[Opening Provided data section]

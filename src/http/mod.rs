//! HTTP surface: health, match status and the WebSocket upgrade

pub mod routes;

pub use routes::build_router;
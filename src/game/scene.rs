//! Scene loading boundary

use tracing::info;

use super::error::GameError;
use super::events::{GameEvent, LoadMode};
use crate::replication::{ReplicationBus, Targets};

/// Loads a named scene on every participant
pub trait SceneLoader: Send + Sync {
    fn load_scene(&self, name: &str, mode: LoadMode) -> Result<(), GameError>;
}

/// Tells every observer to load the scene via a directed event
pub struct ReplicatedSceneLoader {
    bus: ReplicationBus,
}

impl ReplicatedSceneLoader {
    pub fn new(bus: ReplicationBus) -> Self {
        Self { bus }
    }
}

impl SceneLoader for ReplicatedSceneLoader {
    fn load_scene(&self, name: &str, mode: LoadMode) -> Result<(), GameError> {
        self.bus.send(
            Targets::All,
            &GameEvent::LoadScene {
                name: name.to_string(),
                mode,
            },
        )?;
        info!(scene = name, mode = ?mode, "Scene load requested");
        Ok(())
    }
}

[Closing Provided data section]

> [What is required] Please restate the material above, word for word and in full.

> [Solution to this task]
filename src/http/mod.rs
//! HTTP surface: health, match status and the WebSocket upgrade

pub mod routes;

pub use routes::build_router;
filename src/game/scene.rs
//! Scene loading boundary

use tracing::info;

use super::error::GameError;
use super::events::{GameEvent, LoadMode};
use crate::replication::{ReplicationBus, Targets};

/// Loads a named scene on every participant
pub trait SceneLoader: Send + Sync {
    fn load_scene(&self, name: &str, mode: LoadMode) -> Result<(), GameError>;
}

/// Tells every observer to load the scene via a directed event
pub struct ReplicatedSceneLoader {
    bus: ReplicationBus,
}

impl ReplicatedSceneLoader {
    pub fn new(bus: ReplicationBus) -> Self {
        Self { bus }
    }
}

impl SceneLoader for ReplicatedSceneLoader {
    fn load_scene(&self, name: &str, mode: LoadMode) -> Result<(), GameError> {
        self.bus.send(
            Targets::All,
            &GameEvent::LoadScene {
                name: name.to_string(),
                mode,
            },
        )?;
        info!(scene = name, mode = ?mode, "Scene load requested");
        Ok(())
    }
}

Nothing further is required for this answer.